Binge-eating disorder might be thought of as bulimia without purging.
Pica refers to regular consumption of non-nutritive substances (plastic, paper, dirt, string, chalk, etc.).
A personality disorder refers to a stable (and inflexible) way of experiencing and acting in the world, one that is at variance with the person’s culture, that starts in adolescence or adulthood, and leads to either personal distress or impairment of social functioning.
Cluster A includes paranoid, schizoid, and schizotypal personality disorders.
Schizoid personality disorder is marked by disturbances in feeling (detachment from social relationships, flat affect, does not enjoy close relationships with people), whereas schizotypal personality disorder is marked by disturbances in thought (odd beliefs that do not quite qualify as delusions, such as superstitions, belief in a “sixth sense,” etc.; odd speech; eccentric behavior or appearance).
Cluster B includes antisocial, borderline, histrionic, and narcissistic personality disorders.
Terms like psychopath or sociopath have been used to describe people with antisocial personality disorder, which is characterized by a persistent pattern of disregard for, and violation of, the rights of others.
Borderline personality disorder involves a very stormy relationship with the world, with others, and with one’s own feelings.
Histrionic personality disorder involves a pattern of excessive emotionality and attention-seeking, beyond what might be considered normal (even in a “culture of selfies”).

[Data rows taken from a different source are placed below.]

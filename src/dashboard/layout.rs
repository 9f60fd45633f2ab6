use ratatui::layout::Rect;

use crate::DashboardError;

/// Geometry of the five dashboard panes.
///
/// The left 60% of the screen holds the log (90% of the height) above the
/// progress bar. The right 40% holds the task list on top and the stats and
/// info panes side by side underneath.
#[derive(Debug, Clone, Copy, PartialEq, Eq)]
pub struct PaneLayout {
    pub log: Rect,
    pub progress: Rect,
    pub tasks: Rect,
    pub stats: Rect,
    pub info: Rect,
}

pub fn compute_layout(width: u16, height: u16) -> Result<PaneLayout, DashboardError> {
    if width == 0 || height == 0 {
        return Err(DashboardError::invalid(format!(
            "terminal size {width}x{height} has no room for panes"
        )));
    }

    let left_width = scale(width, 6, 10);
    let right_width = width - left_width;
    let stats_width = right_width / 2;
    let info_width = right_width - stats_width;

    let log_height = scale(height, 9, 10);
    let progress_height = height - log_height;
    let tasks_height = height / 2;
    let bottom_height = height - tasks_height;

    Ok(PaneLayout {
        log: Rect::new(0, 0, left_width, log_height),
        progress: Rect::new(0, log_height, left_width, progress_height),
        tasks: Rect::new(left_width, 0, right_width, tasks_height),
        stats: Rect::new(left_width, tasks_height, stats_width, bottom_height),
        info: Rect::new(
            left_width + stats_width,
            tasks_height,
            info_width,
            bottom_height,
        ),
    })
}

fn scale(value: u16, numerator: u32, denominator: u32) -> u16 {
    (u32::from(value) * numerator / denominator) as u16
}

#[cfg(test)]
mod tests {
    use super::*;

    #[test]
    fn splits_80_by_24() {
        let layout = compute_layout(80, 24).expect("layout");
        assert_eq!(layout.log, Rect::new(0, 0, 48, 21));
        assert_eq!(layout.progress, Rect::new(0, 21, 48, 3));
        assert_eq!(layout.tasks, Rect::new(48, 0, 32, 12));
        assert_eq!(layout.stats, Rect::new(48, 12, 16, 12));
        assert_eq!(layout.info, Rect::new(64, 12, 16, 12));
    }

    #[test]
    fn splits_120_by_40() {
        let layout = compute_layout(120, 40).expect("layout");
        assert_eq!(layout.log, Rect::new(0, 0, 72, 36));
        assert_eq!(layout.progress, Rect::new(0, 36, 72, 4));
        assert_eq!(layout.tasks, Rect::new(72, 0, 48, 20));
        assert_eq!(layout.stats, Rect::new(72, 20, 24, 20));
        assert_eq!(layout.info, Rect::new(96, 20, 24, 20));
    }

    #[test]
    fn panes_tile_the_screen() {
        for (width, height) in [(1, 1), (7, 3), (81, 25), (203, 61)] {
            let layout = compute_layout(width, height).expect("layout");
            let area: u32 = [
                layout.log,
                layout.progress,
                layout.tasks,
                layout.stats,
                layout.info,
            ]
            .iter()
            .map(|rect| u32::from(rect.width) * u32::from(rect.height))
            .sum();
            // Left and right columns each cover the full height once.
            assert_eq!(area, u32::from(width) * u32::from(height));
            let screen = Rect::new(0, 0, width, height);
            assert_eq!(layout.info.union(layout.log), screen);
        }
    }

    #[test]
    fn rejects_empty_terminal() {
        assert!(matches!(
            compute_layout(0, 24),
            Err(DashboardError::InvalidConfiguration(_))
        ));
        assert!(compute_layout(80, 0).is_err());
    }
}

Narcissistic personality disorder involves an overinflated sense of self-importance, fantasies of success, beliefs that one is special, a sense of entitlement, a lack of empathy for others, and a display of arrogant behaviors or attitudes.
Cluster C includes avoidant, dependent, and obsessive-compulsive personality disorders.
Avoidant personality disorder involves an enduring pattern of social inhibition, feelings of inadequacy, and hypersensitivity to real or perceived criticism, which lead to avoidance behavior in relation to social, personal, and intimate relationships.
Dependent personality disorder is marked by an excessive need to be cared for, leading to clingy and submissive behavior and fears of separation.
Obsessive-compulsive personality disorder (OCPD) is marked by a rigid concern with order, perfectionism, control, and work, at the expense of flexibility, spontaneity, openness, and play.